10 observations about schools in Japan

Started this because of the Bakemonogatari CD (see point no. 2), and also partially because of some misperceptions I keep seeing on other blogs and on AS.

Admittedly, these were on the road leading up to the school, rather than at the front of the school itself...

(1) Most schools have a sakura tree at the front of their school, because it’s beautiful and perhaps inspiring for students to walk through the floating petals at the start of the school year (April). The only places that might not are Hokkaido and Okinawa, whose flowering seasons are completely off. In fact, my school in Okinawa doesn’t have a sakura tree at the front – though it has a few in a small rear garden.

(2) The idea that anyone and everyone can get onto the school roof – as often seen in dramas and anime/manga – is a myth. Even Nishio Ishin said so (see Bakemonogatari Drama CD track 56).

(3) For some reason, a lot of high schools in anime/manga/dramas seem to have just 4 classes per year level. Maybe that’s true in some prefectures, and I’d imagine there’d be even fewer students at some rural schools. However, most high schools in Okinawa have at least 8 classes per year.

(4) Club activities for most clubs (sporting and music) take place everyday. The big sports (esp. baseball and basketball) have training almost all year round – the baseball coach at my school once told me he was at school all but 3 days of the year! As you can probably guess, unlike in Australia and possibly the US, students play just one sport all year around.

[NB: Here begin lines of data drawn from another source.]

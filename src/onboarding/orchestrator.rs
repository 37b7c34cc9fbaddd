//! Onboarding orchestrator: the per-user welcome sequence.
//!
//! One run per created user, strictly sequential:
//!
//! 1. private profile lookup (missing profile ends the run successfully)
//! 2. league enrollment
//! 3. welcome notification, delivered now
//! 4. personal follow-up, +48h
//! 5. creator guide, +96h
//! 6. weekly blackout gate (active window ends the run successfully)
//! 7. trending content fetch
//! 8. interesting-markets digest carrying the trending list, +24h
//! 9. feed personalization
//!
//! The clock is read once per run; every delivery time and the gate are
//! derived from that instant. Any collaborator failure aborts the run and
//! is returned as [`Error::Step`] so the caller can redeliver.

use std::future::Future;
use std::sync::Arc;

use chrono::{DateTime, Utc};
use serde::Serialize;
use tracing::{info, warn};

use crate::clock::Clock;
use crate::config::{ContentConfig, LeagueConfig, OrchestratorConfig};
use crate::content::{FeedPersonalizer, StoreTrending};
use crate::directory::StoreDirectory;
use crate::error::{CollaboratorError, Error, Result};
use crate::league::CohortEnroller;
use crate::notifications::{
    DispatchReceipt, Notification, OutboxNotifier, Recipient, ScheduledNotification,
};
use crate::store::Database;

use super::blackout::BlackoutWindow;
use super::model::UserEntity;
use super::services::{
    LeagueService, NotificationService, PersonalizationService, TrendingService, UserDirectory,
};

/// The steps of an onboarding run, in execution order.
#[derive(Debug, Clone, Copy, PartialEq, Eq, Serialize)]
#[serde(rename_all = "snake_case")]
pub enum Step {
    ProfileLookup,
    Enrollment,
    Welcome,
    PersonalFollowup,
    CreatorGuide,
    BlackoutGate,
    Trending,
    InterestingMarkets,
    Personalization,
}

impl std::fmt::Display for Step {
    fn fmt(&self, f: &mut std::fmt::Formatter<'_>) -> std::fmt::Result {
        let s = match self {
            Self::ProfileLookup => "profile_lookup",
            Self::Enrollment => "enrollment",
            Self::Welcome => "welcome",
            Self::PersonalFollowup => "personal_followup",
            Self::CreatorGuide => "creator_guide",
            Self::BlackoutGate => "blackout_gate",
            Self::Trending => "trending",
            Self::InterestingMarkets => "interesting_markets",
            Self::Personalization => "personalization",
        };
        write!(f, "{s}")
    }
}

/// How a successful run ended.
#[derive(Debug, Clone, Copy, PartialEq, Eq, Serialize)]
#[serde(rename_all = "snake_case")]
pub enum OnboardingOutcome {
    /// No private profile exists; nothing was done.
    ProfileMissing,
    /// The weekly blackout window cut the run after the gate.
    Blackout,
    /// Every step ran.
    Completed,
}

impl std::fmt::Display for OnboardingOutcome {
    fn fmt(&self, f: &mut std::fmt::Formatter<'_>) -> std::fmt::Result {
        match self {
            Self::ProfileMissing => write!(f, "profile_missing"),
            Self::Blackout => write!(f, "blackout"),
            Self::Completed => write!(f, "completed"),
        }
    }
}

/// Summary of a successful run.
#[derive(Debug, Clone, PartialEq, Serialize)]
pub struct OnboardingReport {
    pub user_id: String,
    /// The single clock sample every offset was computed from.
    pub invoked_at: DateTime<Utc>,
    pub outcome: OnboardingOutcome,
    /// Steps that completed, in order.
    pub steps: Vec<Step>,
}

/// Collaborators and shared handles for the orchestrator.
#[derive(Clone)]
pub struct OnboardingDeps {
    pub directory: Arc<dyn UserDirectory>,
    pub league: Arc<dyn LeagueService>,
    pub notifier: Arc<dyn NotificationService>,
    pub trending: Arc<dyn TrendingService>,
    pub personalizer: Arc<dyn PersonalizationService>,
    /// Store handle passed to enrollment and personalization.
    pub db: Arc<dyn Database>,
    pub clock: Arc<dyn Clock>,
}

impl OnboardingDeps {
    /// Wire every collaborator to the given store.
    pub fn store_backed(
        db: Arc<dyn Database>,
        clock: Arc<dyn Clock>,
        league: LeagueConfig,
        content: ContentConfig,
    ) -> Self {
        Self {
            directory: Arc::new(StoreDirectory::new(Arc::clone(&db))),
            league: Arc::new(CohortEnroller::new(league, Arc::clone(&clock))),
            notifier: Arc::new(OutboxNotifier::new(Arc::clone(&db))),
            trending: Arc::new(StoreTrending::new(Arc::clone(&db), &content)),
            personalizer: Arc::new(FeedPersonalizer::new(content, Arc::clone(&clock))),
            db,
            clock,
        }
    }
}

/// Runs the onboarding sequence for one user at a time. Holds no per-run
/// state, so one instance serves any number of concurrent runs.
pub struct Orchestrator {
    config: OrchestratorConfig,
    blackout: BlackoutWindow,
    deps: OnboardingDeps,
}

/// Per-run bookkeeping.
struct Run {
    user_id: String,
    now: DateTime<Utc>,
    steps: Vec<Step>,
}

impl Run {
    fn finish(self, outcome: OnboardingOutcome) -> OnboardingReport {
        OnboardingReport {
            user_id: self.user_id,
            invoked_at: self.now,
            outcome,
            steps: self.steps,
        }
    }

    /// Await a collaborator call, recording the step on success and tagging
    /// the error with it on failure.
    async fn attempt<T, F>(&mut self, step: Step, call: F) -> Result<T>
    where
        F: Future<Output = std::result::Result<T, CollaboratorError>>,
    {
        match call.await {
            Ok(value) => {
                self.steps.push(step);
                Ok(value)
            }
            Err(source) => {
                warn!(user_id = %self.user_id, step = %step, error = %source, "Onboarding step failed");
                Err(Error::Step { step, source })
            }
        }
    }
}

impl Orchestrator {
    pub fn new(config: OrchestratorConfig, deps: OnboardingDeps) -> Self {
        let blackout = BlackoutWindow::new(config.blackout_last_monday_hour);
        Self {
            config,
            blackout,
            deps,
        }
    }

    /// Run the full sequence for a newly created user.
    pub async fn run(&self, user: &UserEntity) -> Result<OnboardingReport> {
        let mut run = Run {
            user_id: user.id.clone(),
            now: self.deps.clock.now(),
            steps: Vec::with_capacity(9),
        };
        let now = run.now;

        let profile = run
            .attempt(
                Step::ProfileLookup,
                self.deps.directory.get_private_profile(&user.id),
            )
            .await?;
        let Some(profile) = profile else {
            info!(user_id = %user.id, "No private profile, skipping onboarding");
            return Ok(run.finish(OnboardingOutcome::ProfileMissing));
        };

        let enrollment = run
            .attempt(
                Step::Enrollment,
                self.deps.league.enroll(self.deps.db.as_ref(), &user.id),
            )
            .await?;
        info!(
            user_id = %user.id,
            season = enrollment.membership.season,
            cohort = %enrollment.membership.cohort,
            newly_enrolled = enrollment.newly_enrolled,
            "League enrollment done"
        );

        let recipient = Recipient::new(user, &profile);

        self.notify(&mut run, Step::Welcome, &recipient, Notification::Welcome, now)
            .await?;
        self.notify(
            &mut run,
            Step::PersonalFollowup,
            &recipient,
            Notification::PersonalFollowup,
            now + self.config.followup_delay(),
        )
        .await?;
        self.notify(
            &mut run,
            Step::CreatorGuide,
            &recipient,
            Notification::CreatorGuide,
            now + self.config.creator_guide_delay(),
        )
        .await?;

        run.steps.push(Step::BlackoutGate);
        if self.blackout.is_active(now) {
            info!(user_id = %user.id, invoked_at = %now, "Weekly blackout active, stopping after gate");
            return Ok(run.finish(OnboardingOutcome::Blackout));
        }

        let contracts = run
            .attempt(Step::Trending, self.deps.trending.get_trending(now))
            .await?;

        self.notify(
            &mut run,
            Step::InterestingMarkets,
            &recipient,
            Notification::InterestingMarkets { contracts },
            now + self.config.markets_delay(),
        )
        .await?;

        let seeded = run
            .attempt(
                Step::Personalization,
                self.deps
                    .personalizer
                    .personalize(&user.id, self.deps.db.as_ref()),
            )
            .await?;

        info!(user_id = %user.id, seeded, "Onboarding complete");
        Ok(run.finish(OnboardingOutcome::Completed))
    }

    async fn notify(
        &self,
        run: &mut Run,
        step: Step,
        recipient: &Recipient,
        notification: Notification,
        deliver_at: DateTime<Utc>,
    ) -> Result<()> {
        let request =
            ScheduledNotification::new(recipient.clone(), notification, deliver_at, run.now);
        let receipt = run
            .attempt(step, self.deps.notifier.dispatch(&request))
            .await?;
        if let DispatchReceipt::Suppressed { reason } = &receipt {
            info!(user_id = %run.user_id, kind = %request.kind(), reason = %reason, "Notification suppressed");
        }
        Ok(())
    }
}
//! User, profile, and content data models.

use chrono::{DateTime, Utc};
use serde::{Deserialize, Serialize};

use crate::notifications::NotificationKind;

/// Snapshot of a newly created user, as delivered by the creation event.
#[derive(Debug, Clone, Serialize, Deserialize, PartialEq)]
pub struct UserEntity {
    pub id: String,
    pub name: String,
    pub username: String,
    pub created_at: DateTime<Utc>,
    /// Topics the user declared during sign-up.
    #[serde(default)]
    pub interests: Vec<String>,
    #[serde(default, skip_serializing_if = "Option::is_none")]
    pub avatar_url: Option<String>,
}

/// Contact and notification preferences, keyed by the same id as the user.
///
/// Some provisioning paths (bulk imports, for one) create a user without
/// one of these. Onboarding stops quietly in that case.
#[derive(Debug, Clone, Default, Serialize, Deserialize, PartialEq)]
pub struct PrivateProfile {
    pub id: String,
    #[serde(default, skip_serializing_if = "Option::is_none")]
    pub email: Option<String>,
    /// Opted out of every notification.
    #[serde(default)]
    pub unsubscribed_all: bool,
    /// Opted out of specific notification kinds.
    #[serde(default)]
    pub opted_out: Vec<NotificationKind>,
}

impl PrivateProfile {
    /// Whether a notification of `kind` may be sent to this user.
    pub fn accepts(&self, kind: NotificationKind) -> bool {
        !self.unsubscribed_all && !self.opted_out.contains(&kind)
    }
}

/// Who may see a content item.
#[derive(Debug, Clone, Copy, PartialEq, Eq, Serialize, Deserialize, Default)]
#[serde(rename_all = "snake_case")]
pub enum Visibility {
    #[default]
    Public,
    Unlisted,
    Private,
}

impl std::fmt::Display for Visibility {
    fn fmt(&self, f: &mut std::fmt::Formatter<'_>) -> std::fmt::Result {
        match self {
            Self::Public => write!(f, "public"),
            Self::Unlisted => write!(f, "unlisted"),
            Self::Private => write!(f, "private"),
        }
    }
}

impl std::str::FromStr for Visibility {
    type Err = String;
    fn from_str(s: &str) -> Result<Self, Self::Err> {
        match s {
            "public" => Ok(Self::Public),
            "unlisted" => Ok(Self::Unlisted),
            "private" => Ok(Self::Private),
            _ => Err(format!("Unknown visibility: {s}")),
        }
    }
}

/// A market (content item) that can be ranked, recommended, or seeded
/// into a feed.
#[derive(Debug, Clone, Serialize, Deserialize, PartialEq)]
pub struct ContentItem {
    pub id: String,
    pub slug: String,
    pub question: String,
    pub creator_username: String,
    #[serde(default)]
    pub topics: Vec<String>,
    #[serde(default)]
    pub popularity_score: f64,
    #[serde(default, skip_serializing_if = "Option::is_none")]
    pub close_time: Option<DateTime<Utc>>,
    #[serde(default)]
    pub resolved: bool,
    #[serde(default)]
    pub visibility: Visibility,
}

impl ContentItem {
    /// Number of this item's topics that appear in `interests`
    /// (case-insensitive).
    pub fn topic_overlap(&self, interests: &[String]) -> usize {
        self.topics
            .iter()
            .filter(|t| interests.iter().any(|i| i.eq_ignore_ascii_case(t)))
            .count()
    }
}

#[cfg(test)]
mod tests {
    use super::*;

    fn item(topics: &[&str]) -> ContentItem {
        ContentItem {
            id: "c1".into(),
            slug: "will-it-rain".into(),
            question: "Will it rain?".into(),
            creator_username: "alice".into(),
            topics: topics.iter().map(|s| s.to_string()).collect(),
            popularity_score: 1.0,
            close_time: None,
            resolved: false,
            visibility: Visibility::Public,
        }
    }

    #[test]
    fn profile_accepts_unless_opted_out() {
        let mut profile = PrivateProfile {
            id: "u1".into(),
            email: Some("u1@example.com".into()),
            ..Default::default()
        };
        assert!(profile.accepts(NotificationKind::Welcome));

        profile.opted_out.push(NotificationKind::CreatorGuide);
        assert!(profile.accepts(NotificationKind::Welcome));
        assert!(!profile.accepts(NotificationKind::CreatorGuide));

        profile.unsubscribed_all = true;
        assert!(!profile.accepts(NotificationKind::Welcome));
    }

    #[test]
    fn topic_overlap_is_case_insensitive() {
        let c = item(&["Politics", "AI", "sports"]);
        let interests = vec!["ai".to_string(), "politics".to_string(), "music".to_string()];
        assert_eq!(c.topic_overlap(&interests), 2);
        assert_eq!(c.topic_overlap(&[]), 0);
    }

    #[test]
    fn user_entity_defaults_missing_interests() {
        let json = r#"{"id":"u1","name":"Ada","username":"ada","created_at":"2024-03-06T10:00:00Z"}"#;
        let user: UserEntity = serde_json::from_str(json).unwrap();
        assert!(user.interests.is_empty());
        assert!(user.avatar_url.is_none());
    }

    #[test]
    fn visibility_display_matches_serde() {
        for v in [Visibility::Public, Visibility::Unlisted, Visibility::Private] {
            let json = serde_json::to_string(&v).unwrap();
            assert_eq!(format!("\"{v}\""), json);
            assert_eq!(v.to_string().parse::<Visibility>().unwrap(), v);
        }
    }
}
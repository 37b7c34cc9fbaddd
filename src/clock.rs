//! Injectable time source.
//!
//! An onboarding run samples the clock exactly once and derives every
//! delivery time and the blackout check from that instant.

use chrono::{DateTime, Utc};

/// Source of the current UTC instant.
pub trait Clock: Send + Sync {
    fn now(&self) -> DateTime<Utc>;
}

/// Wall-clock time.
#[derive(Debug, Clone, Copy, Default)]
pub struct SystemClock;

impl Clock for SystemClock {
    fn now(&self) -> DateTime<Utc> {
        Utc::now()
    }
}

/// Clock pinned to a single instant (for tests).
#[derive(Debug, Clone, Copy)]
pub struct FixedClock {
    pub instant: DateTime<Utc>,
}

impl FixedClock {
    pub const fn new(instant: DateTime<Utc>) -> Self {
        Self { instant }
    }
}

impl Clock for FixedClock {
    fn now(&self) -> DateTime<Utc> {
        self.instant
    }
}

#[cfg(test)]
mod tests {
    use super::*;
    use chrono::TimeZone;

    #[test]
    fn fixed_clock_is_stable() {
        let instant = Utc.with_ymd_and_hms(2024, 3, 6, 10, 0, 0).unwrap();
        let clock = FixedClock::new(instant);
        assert_eq!(clock.now(), instant);
        assert_eq!(clock.now(), clock.now());
    }

    #[test]
    fn system_clock_moves_forward() {
        let clock = SystemClock;
        let a = clock.now();
        let b = clock.now();
        assert!(b >= a);
    }
}
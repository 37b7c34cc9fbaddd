use std::sync::Arc;

use onboarding_orchestrator::clock::{Clock, SystemClock};
use onboarding_orchestrator::config::{
    ContentConfig, ConsumerConfig, LeagueConfig, OrchestratorConfig, ServerConfig,
};
use onboarding_orchestrator::onboarding::{
    OnboardingConsumer, OnboardingDeps, OnboardingRouteState, Orchestrator, onboarding_routes,
};
use onboarding_orchestrator::store::{Database, LibSqlBackend};
use tower_http::cors::CorsLayer;
use tower_http::trace::TraceLayer;

#[tokio::main]
async fn main() -> anyhow::Result<()> {
    tracing_subscriber::fmt()
        .with_env_filter(
            tracing_subscriber::EnvFilter::try_from_default_env()
                .unwrap_or_else(|_| tracing_subscriber::EnvFilter::new("info")),
        )
        .with_target(false)
        .init();

    // ── Config ──────────────────────────────────────────────────────────
    let orchestrator_config = OrchestratorConfig::from_env();
    orchestrator_config.validate()?;
    let consumer_config = ConsumerConfig::from_env();
    consumer_config.validate()?;
    let league_config = LeagueConfig::from_env();
    league_config.validate()?;
    let content_config = ContentConfig::from_env();
    let server_config = ServerConfig::from_env();

    // ── Database ────────────────────────────────────────────────────────
    let db: Arc<dyn Database> = Arc::new(
        LibSqlBackend::new_local(&server_config.db_path)
            .await
            .unwrap_or_else(|e| {
                eprintln!(
                    "Error: Failed to open database at {}: {}",
                    server_config.db_path.display(),
                    e
                );
                std::process::exit(1);
            }),
    );

    // ── Onboarding ──────────────────────────────────────────────────────
    let clock: Arc<dyn Clock> = Arc::new(SystemClock);
    let deps = OnboardingDeps::store_backed(
        Arc::clone(&db),
        Arc::clone(&clock),
        league_config,
        content_config,
    );
    let orchestrator = Arc::new(Orchestrator::new(orchestrator_config, deps));
    let consumer =
        OnboardingConsumer::new(orchestrator, Arc::clone(&db), Arc::clone(&clock), consumer_config);
    let (publisher, consumer_handle) = consumer.spawn();

    // ── HTTP ────────────────────────────────────────────────────────────
    let app = onboarding_routes(OnboardingRouteState {
        db,
        publisher,
        clock,
    })
    .layer(TraceLayer::new_for_http())
    .layer(CorsLayer::permissive());

    let listener = tokio::net::TcpListener::bind(("0.0.0.0", server_config.port)).await?;
    tracing::info!(
        port = server_config.port,
        db = %server_config.db_path.display(),
        "Onboarding server started"
    );

    axum::serve(listener, app)
        .with_graceful_shutdown(async {
            tokio::signal::ctrl_c().await.ok();
            tracing::info!("Shutdown requested");
        })
        .await?;

    // Router (and its publisher) are gone; wait for queued and in-flight runs.
    consumer_handle.await?;
    Ok(())
}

(5) Students keep playing sports only until the summer of their third year, when the prefectural tournaments are held, followed by the national tournaments like Koushien (baseball).

(6) Third years then spend the rest of the year studying for university entrance exams, which take place in January/February. Students first have to sit a nation-wide test known as the “Center Test”, and the score they obtain will determine whether they can sit the exams for the various universities, like Tokyo Uni. (see Dragonzakura)

(7) Some students will get into university by recommendation (from one’s high school) or through the university administrations office (by uni selection criteria, typically with regards to character etc).

(8) A number of students, of course, don’t head to uni, but to vocational schools or work (e.g., Uchi in Gokusen, or Tomoya in CLANNAD After Story)

(9) In public schools, students are fully responsibly for keeping the school clean – they are assigned to sweep/mop/otherwise tidy up various locations for about 15 minutes every day. They even have to completely clear their classrooms and wax the floors once every year.

(10) The ‘yearly’ school festival typically operates on a 3-year rotation between school festival (学園祭), cultural festival (文化祭) and sports festival (体育祭). For some reason, we seldom see the sports festival in anime or dramas…

About karice
MAG fan, freelance translator and political scientist-in-training. I also love musicals, travel and figure skating!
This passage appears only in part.